The methods in the second category utilize image features for document image retrieval [17]. During the document image retrieval, the user provides an input document image, and the system extracts its feature vector, matches it against the feature vectors stored in the database, and returns the corresponding reference document image [18,19,20]. Since these methods exploit image features during the retrieval process, their applicability is not limited by document content. However, feature vectors often consist of hundreds or even thousands of dimensions, leading to excessive storage demands and reduced retrieval speed when indexing large databases [21,22].

In addition to the works on document image retrieval, there are also studies on document image structure analysis, which is related to the document image retrieval problem. Early research explored the decomposition of document pages into hierarchical and layout-based components [23]. Later studies showed that global structural patterns provide strong cues for page characterization [24]. More recent work introduced deep learning techniques for separating text and non-text regions, and advanced multi-modal models emphasized the importance of jointly modeling visual, textual, and layout information [25,26]. However, these works do not target the problem of document image retrieval. Inspired by these studies, we propose a structure-driven document image retrieval method in this work.
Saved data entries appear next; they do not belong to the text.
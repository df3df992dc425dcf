use axum::extract::{Multipart, Path, Query, State};
use axum::routing::{get, post};
use axum::{Json, Router};
use chrono::{NaiveDate, Utc};
use serde::{Deserialize, Serialize};
use serde_json::{json, Value};
use uuid::Uuid;

use crate::assistant::infer_mood;
use crate::auth::AuthUser;
use crate::error::ApiError;
use crate::models::DiaryEntry;
use crate::state::AppState;
use crate::uploads::{self, UploadedFile};

const DIARY_COLUMNS: &str =
    "id, user_id, date, title, body, mood, category, cycle_phase, photos, private, created_at";

const MAX_PHOTOS: usize = 5;
const MAX_PHOTO_BYTES: usize = 5 * 1024 * 1024;

#[derive(Deserialize)]
pub struct VoiceDiaryRequest {
    pub text: Option<String>,
}

#[derive(Deserialize)]
#[serde(rename_all = "camelCase")]
pub struct UpdateEntryRequest {
    pub date: Option<NaiveDate>,
    pub title: Option<String>,
    pub text: Option<String>,
    pub mood: Option<String>,
    pub category: Option<String>,
    pub cycle_phase: Option<String>,
    pub private: Option<bool>,
}

#[derive(Deserialize)]
pub struct EntriesQuery {
    pub from: Option<NaiveDate>,
    pub to: Option<NaiveDate>,
}

#[derive(Serialize)]
struct EntryMessage {
    message: &'static str,
    entry: DiaryEntry,
}

pub fn routes(state: AppState) -> Router {
    Router::new()
        .route("/api/diary/voice", post(voice_entry))
        .route("/api/diary/entry", post(create_entry))
        .route("/api/diary/entries", get(list_entries))
        .route(
            "/api/diary/entry/:id",
            get(get_entry).put(update_entry).delete(delete_entry),
        )
        .with_state(state)
}

async fn voice_entry(
    AuthUser(user): AuthUser,
    State(state): State<AppState>,
    Json(body): Json<VoiceDiaryRequest>,
) -> Result<Json<EntryMessage>, ApiError> {
    let Some(text) = body.text.filter(|t| !t.trim().is_empty()) else {
        return Err(ApiError::bad_request("Diary text required"));
    };

    let mood = infer_mood(&text);

    let entry = sqlx::query_as::<_, DiaryEntry>(&format!(
        "INSERT INTO diary_entries (user_id, date, body, mood, private) \
         VALUES ($1, $2, $3, $4, FALSE) RETURNING {DIARY_COLUMNS}"
    ))
    .bind(user.id)
    .bind(Utc::now().date_naive())
    .bind(&text)
    .bind(mood)
    .fetch_one(&state.pool)
    .await?;

    Ok(Json(EntryMessage {
        message: "Diary entry saved",
        entry,
    }))
}

/// Multipart create: text fields plus up to 5 photos, 5 MB each. Everything
/// is buffered and validated before any file or row is persisted.
async fn create_entry(
    AuthUser(user): AuthUser,
    State(state): State<AppState>,
    mut multipart: Multipart,
) -> Result<Json<EntryMessage>, ApiError> {
    let mut date = None;
    let mut title = None;
    let mut text = None;
    let mut mood = None;
    let mut category = None;
    let mut cycle_phase = None;
    let mut private = false;
    let mut photos: Vec<UploadedFile> = Vec::new();

    while let Some(field) = multipart
        .next_field()
        .await
        .map_err(|e| ApiError::bad_request(format!("Invalid multipart body: {e}")))?
    {
        let name = field.name().unwrap_or_default().to_string();
        match name.as_str() {
            "photos" => {
                if photos.len() == MAX_PHOTOS {
                    return Err(ApiError::bad_request("Too many photos (max 5)"));
                }
                let photo = uploads::read_file_field(field).await?;
                if photo.bytes.len() > MAX_PHOTO_BYTES {
                    return Err(ApiError::bad_request("Photo too large (max 5 MB each)"));
                }
                photos.push(photo);
            }
            _ => {
                let value = field
                    .text()
                    .await
                    .map_err(|e| ApiError::bad_request(format!("Invalid multipart body: {e}")))?;
                match name.as_str() {
                    "date" => date = value.parse::<NaiveDate>().ok(),
                    "title" => title = Some(value),
                    "text" => text = Some(value),
                    "mood" => mood = Some(value),
                    "category" => category = Some(value),
                    "cyclePhase" => cycle_phase = Some(value),
                    "private" => private = value == "true" || value == "1",
                    _ => {}
                }
            }
        }
    }

    let Some(text) = text.filter(|t| !t.trim().is_empty()) else {
        return Err(ApiError::bad_request("Diary text required"));
    };

    let mut photo_paths = Vec::with_capacity(photos.len());
    for photo in &photos {
        let (base, ext) = uploads::sanitize_original(&photo.original_name);
        let filename = format!(
            "{base}-{}-{}{ext}",
            uploads::epoch_millis(),
            uploads::random_suffix()
        );
        let url = uploads::save_file(
            &state.config.upload_dir,
            uploads::DIARY_CATEGORY,
            &filename,
            &photo.bytes,
        )
        .await?;
        photo_paths.push(url);
    }

    let entry = sqlx::query_as::<_, DiaryEntry>(&format!(
        "INSERT INTO diary_entries (user_id, date, title, body, mood, category, cycle_phase, photos, private) \
         VALUES ($1, $2, $3, $4, $5, $6, $7, $8, $9) RETURNING {DIARY_COLUMNS}"
    ))
    .bind(user.id)
    .bind(date.unwrap_or_else(|| Utc::now().date_naive()))
    .bind(&title)
    .bind(&text)
    .bind(mood.unwrap_or_else(|| "neutral".to_string()))
    .bind(&category)
    .bind(&cycle_phase)
    .bind(&photo_paths)
    .bind(private)
    .fetch_one(&state.pool)
    .await?;

    Ok(Json(EntryMessage {
        message: "Diary saved successfully",
        entry,
    }))
}

async fn list_entries(
    AuthUser(user): AuthUser,
    State(state): State<AppState>,
    Query(range): Query<EntriesQuery>,
) -> Result<Json<Vec<DiaryEntry>>, ApiError> {
    let items = sqlx::query_as::<_, DiaryEntry>(&format!(
        "SELECT {DIARY_COLUMNS} FROM diary_entries WHERE user_id = $1 \
         AND ($2::date IS NULL OR date >= $2) \
         AND ($3::date IS NULL OR date <= $3) \
         ORDER BY date DESC"
    ))
    .bind(user.id)
    .bind(range.from)
    .bind(range.to)
    .fetch_all(&state.pool)
    .await?;

    Ok(Json(items))
}

async fn get_entry(
    AuthUser(user): AuthUser,
    State(state): State<AppState>,
    Path(id): Path<Uuid>,
) -> Result<Json<DiaryEntry>, ApiError> {
    let entry = sqlx::query_as::<_, DiaryEntry>(&format!(
        "SELECT {DIARY_COLUMNS} FROM diary_entries WHERE id = $1 AND user_id = $2"
    ))
    .bind(id)
    .bind(user.id)
    .fetch_optional(&state.pool)
    .await?
    .ok_or_else(|| ApiError::not_found("Entry not found"))?;

    Ok(Json(entry))
}

async fn update_entry(
    AuthUser(user): AuthUser,
    State(state): State<AppState>,
    Path(id): Path<Uuid>,
    Json(body): Json<UpdateEntryRequest>,
) -> Result<Json<DiaryEntry>, ApiError> {
    let entry = sqlx::query_as::<_, DiaryEntry>(&format!(
        "UPDATE diary_entries SET \
         date = COALESCE($3, date), \
         title = COALESCE($4, title), \
         body = COALESCE($5, body), \
         mood = COALESCE($6, mood), \
         category = COALESCE($7, category), \
         cycle_phase = COALESCE($8, cycle_phase), \
         private = COALESCE($9, private) \
         WHERE id = $1 AND user_id = $2 RETURNING {DIARY_COLUMNS}"
    ))
    .bind(id)
    .bind(user.id)
    .bind(body.date)
    .bind(&body.title)
    .bind(&body.text)
    .bind(&body.mood)
    .bind(&body.category)
    .bind(&body.cycle_phase)
    .bind(body.private)
    .fetch_optional(&state.pool)
    .await?
    .ok_or_else(|| ApiError::not_found("Entry not found"))?;

    Ok(Json(entry))
}

async fn delete_entry(
    AuthUser(user): AuthUser,
    State(state): State<AppState>,
    Path(id): Path<Uuid>,
) -> Result<Json<Value>, ApiError> {
    let result = sqlx::query("DELETE FROM diary_entries WHERE id = $1 AND user_id = $2")
        .bind(id)
        .bind(user.id)
        .execute(&state.pool)
        .await?;

    if result.rows_affected() == 0 {
        return Err(ApiError::not_found("Entry not found"));
    }

    Ok(Json(json!({ "message": "Entry deleted" })))
}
2.2. Document Content Change Detection

After retrieving the document image, the content of the input document image is compared with that of the corresponding reference document image. Existing approaches for document content detection can be categorized into two types: OCR-based methods and methods based on image features. The methods of the first category employ OCR to extract text from both the input and reference document images. The extracted text is then compared to detect any changes in the content [27,28]. OCR-based methods offer the advantage of high recognition accuracy for supported languages. Furthermore, converting document images into text facilitates more efficient content comparison. Despite these advantages, OCR-based methods have several limitations. Since OCR technology is specifically designed for text-based content, it is less effective in recognizing or processing non-textual elements within documents [29,30]. Additionally, its performance is affected by distortions introduced in the PS channel, which can easily lead to errors in character recognition. Consequently, detecting subtle changes, such as the alteration of a single character, presents significant challenges for OCR-based methods [9].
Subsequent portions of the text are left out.